The World Doesn't Owe Anyone a Living
Quote:
Originally Posted by
SteveMetz
To be frank, I wanted to [] scream, "No one promised you anything but an opportunity. Just get over the whiny sense of entitlement."
If the sole reason for pursuing higher education is employability, a kid should go to a tech school. This reminds me of a story I read in the Chronicle of Higher Education a few years ago. It interviewed a number of people who had gone through Duke's new Ph.D. program in--and I'm not making this up--Queer Studies. Then they were complaining because after all the work they'd put in, for some strange reason they couldn't find jobs. Moral of the story: adults accept responsibility for their own decisions including bad ones.
Dang, when did I become my grandfather?
Excellent post Steve. There is simply too much taken for granted, and (most of) the younger generation has never really had to face harsh adversity. Two full generations, and a third underway, have mostly grown up without having to overcome the real, grinding hardships, rejection, and consequences of failure that even our grandparents had to. Even for them, in some cases it was still do-or-die.
My maternal grandparents survived the Great Depression living in a log shack in the forest (literally), my grandfather taking jobs as they came available until WWII and he joined the Air Force. My paternal grandfather likewise worked odd jobs until WWII, joined the Army, and survived (barely) a German POW camp in Bavaria- and was ever grateful to the US Army for liberating him. When the GIs, shocked by the condition they found him and the other POWs in, asked how they survived, my grandfather told them about the horse's head a farmer gave them to put in their soup. That's how they survived. It ain't like that now, not for a long time. People take much too much for granted now, and are encouraged wherever they turn in such expectations.
skiguy and selil make excellent points too, and about the real purpose of Higher Education, namely, to educate, not train/indoctrinate/prepare-for-a-career, etc., but to learn, and to learn how to learn. It is not enough to say that this is to encourage creativity and to develop critical thinking; it is rather that the purpose of higher education is to develop proper judgement, and this is not only universally applicable, but universally necessary.
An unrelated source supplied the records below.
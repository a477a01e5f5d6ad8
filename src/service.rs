/*
 * This file is part of Sensorloop.
 *
 * Copyright (C) 2025 Sensorloop contributors
 *
 * Sensorloop is free software: you can redistribute it and/or modify
 * it under the terms of the GNU General Public License as published by
 * the Free Software Foundation, either version 3 of the License, or
 * (at your option) any later version.
 *
 * Sensorloop is distributed in the hope that it will be useful,
 * but WITHOUT ANY WARRANTY; without even the implied warranty of
 * MERCHANTABILITY or FITNESS FOR A PARTICULAR PURPOSE. See the
 * GNU General Public License for more details.
 *
 * You should have received a copy of the GNU General Public License
 * along with Sensorloop. If not, see <https://www.gnu.org/licenses/>.
 */

//! Service wiring
//!
//! Builds the shared registry, command channel and actuator from a
//! [`RuntimeConfig`], then starts one thread per task. Shared state is passed
//! to each task as an `Arc` at spawn time; nothing is global.

use std::io::{BufRead, Write};
use std::sync::Arc;
use std::thread::{self, JoinHandle};

use tracing::{error, info};

use sl_error::Result;

use crate::actuator::{Actuator, LedController};
use crate::channel::CommandChannel;
use crate::config::{validate_config, RuntimeConfig};
use crate::registry::SensorRegistry;
use crate::sensor::{Sensor, SimulatedSensor};
use crate::tasks::{ActuationTask, CommandProcessor, InputCapture, LoggingTask, SensingTask, Shutdown};

pub struct Service {
    config: RuntimeConfig,
    registry: Arc<SensorRegistry>,
    channel: Arc<CommandChannel>,
    actuator: Arc<dyn Actuator>,
    sensors: Vec<Box<dyn Sensor>>,
}

impl Service {
    /// Simulated sensors and an LED actuator, as described by `config`
    pub fn from_config(config: RuntimeConfig) -> Result<Self> {
        let sensors: Vec<Box<dyn Sensor>> = config
            .sensors
            .iter()
            .map(|s| Box::new(SimulatedSensor::new(s.name.clone(), s.kind)) as Box<dyn Sensor>)
            .collect();
        let actuator = Arc::new(LedController::new(config.actuator_name.clone()));
        Self::with_parts(config, sensors, actuator)
    }

    /// Caller-supplied sensor sources and actuator
    pub fn with_parts(
        config: RuntimeConfig,
        sensors: Vec<Box<dyn Sensor>>,
        actuator: Arc<dyn Actuator>,
    ) -> Result<Self> {
        validate_config(&config)?;
        let registry = Arc::new(SensorRegistry::new(config.thresholds())?);
        Ok(Self {
            config,
            registry,
            channel: Arc::new(CommandChannel::new()),
            actuator,
            sensors,
        })
    }

    pub fn registry(&self) -> Arc<SensorRegistry> {
        Arc::clone(&self.registry)
    }

    pub fn channel(&self) -> Arc<CommandChannel> {
        Arc::clone(&self.channel)
    }

    /// Start the periodic tasks.
    ///
    /// One sensing sweep runs before any thread starts, so actuation and
    /// logging never see the placeholder startup values.
    pub fn start(self, shutdown: Shutdown) -> Result<ServiceHandles> {
        let cfg = self.config;

        let mut sensing = SensingTask::new(Arc::clone(&self.registry), self.sensors, cfg.sense_period())?;
        let primed = sensing.sweep();
        info!(recorded = primed.recorded, failed = primed.failed.len(), "Initial sensor sweep complete");

        let actuation = ActuationTask::new(Arc::clone(&self.registry), Arc::clone(&self.actuator), cfg.actuate_period());
        let logging = LoggingTask::new(Arc::clone(&self.registry), cfg.log_path.clone(), cfg.log_period());
        let processor = CommandProcessor::new(Arc::clone(&self.registry), Arc::clone(&self.channel), cfg.command_period());

        let mut threads = Vec::with_capacity(4);
        threads.push(spawn_named("sensing", {
            let shutdown = shutdown.clone();
            move || sensing.run(shutdown)
        })?);
        threads.push(spawn_named("actuation", {
            let shutdown = shutdown.clone();
            move || actuation.run(shutdown)
        })?);
        threads.push(spawn_named("logging", {
            let shutdown = shutdown.clone();
            move || {
                // The open failure has already been reported; only this task ends.
                let _ = logging.run(shutdown);
            }
        })?);
        threads.push(spawn_named("commands", {
            let shutdown = shutdown.clone();
            move || processor.run(shutdown)
        })?);

        info!(threads = threads.len(), "Threads started");
        Ok(ServiceHandles {
            registry: self.registry,
            channel: self.channel,
            shutdown,
            threads,
        })
    }
}

fn spawn_named<F>(name: &'static str, f: F) -> Result<(&'static str, JoinHandle<()>)>
where
    F: FnOnce() + Send + 'static,
{
    let handle = thread::Builder::new().name(name.to_string()).spawn(f)?;
    Ok((name, handle))
}

/// Running service: shared state plus the periodic task threads
pub struct ServiceHandles {
    registry: Arc<SensorRegistry>,
    channel: Arc<CommandChannel>,
    shutdown: Shutdown,
    threads: Vec<(&'static str, JoinHandle<()>)>,
}

impl ServiceHandles {
    pub fn registry(&self) -> Arc<SensorRegistry> {
        Arc::clone(&self.registry)
    }

    pub fn channel(&self) -> Arc<CommandChannel> {
        Arc::clone(&self.channel)
    }

    pub fn shutdown(&self) -> Shutdown {
        self.shutdown.clone()
    }

    /// Start input capture on its own thread.
    ///
    /// When input ends the channel is closed and shutdown is requested. The
    /// thread may stay blocked in a read after shutdown, so callers usually
    /// do not join it.
    pub fn spawn_input<R, W>(&self, input: R, output: W) -> Result<JoinHandle<()>>
    where
        R: BufRead + Send + 'static,
        W: Write + Send + 'static,
    {
        let capture = InputCapture::new(Arc::clone(&self.channel));
        let channel = Arc::clone(&self.channel);
        let shutdown = self.shutdown.clone();
        let (_, handle) = spawn_named("input", move || {
            if let Err(e) = capture.run(input, output, &shutdown) {
                error!(error = %e, "Input capture failed");
            }
            channel.close();
            shutdown.trigger();
        })?;
        Ok(handle)
    }

    /// Ask every task to stop and refuse further commands
    pub fn stop(&self) {
        self.shutdown.trigger();
        self.channel.close();
    }

    /// Wait for the periodic tasks to finish
    pub fn join(self) {
        for (name, handle) in self.threads {
            if handle.join().is_err() {
                error!(task = name, "Task panicked");
            }
        }
    }
}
No number of "school-trained" businessmen gathered around the executive conference table can make the proper decision about economic trends and where to make investments if all they have are school solutions - the recurring losses of huge corporations over and over, often in the stupidest ways, are blunt testimony to the dearth of good judgement in the corporate/financial worlds.
The expectation that colleges and universities exist to prepare people for jobs and careers is a false one, and it is an abuse of the purpose of higher education. Unfortunately, it is encouraged by institutions of higher education themselves, and parents and their children can hardly turn on the TV or open a newspaper without being exhorted to go to university so they can get a job or a career. When far too many people are going to university with these manufactured expectations in mind, and uncomfortably many are coming out and never even approaching their expectations in job or career, a problem is brewing, and not just a small one. It is going to grow over time, and if it isn't dealt with properly, it may become a societal one in due time.
I would have to add the qualification though that here in Canada, there is quite an overabundance of people with degrees and a quite a dearth of employment opportunities for them; I suspect that in the U.S. the situation is perhaps a little more encouraging - in Canada it is certainly developing into a problem - I believe marc mentioned something along these lines on this or another thread some time ago.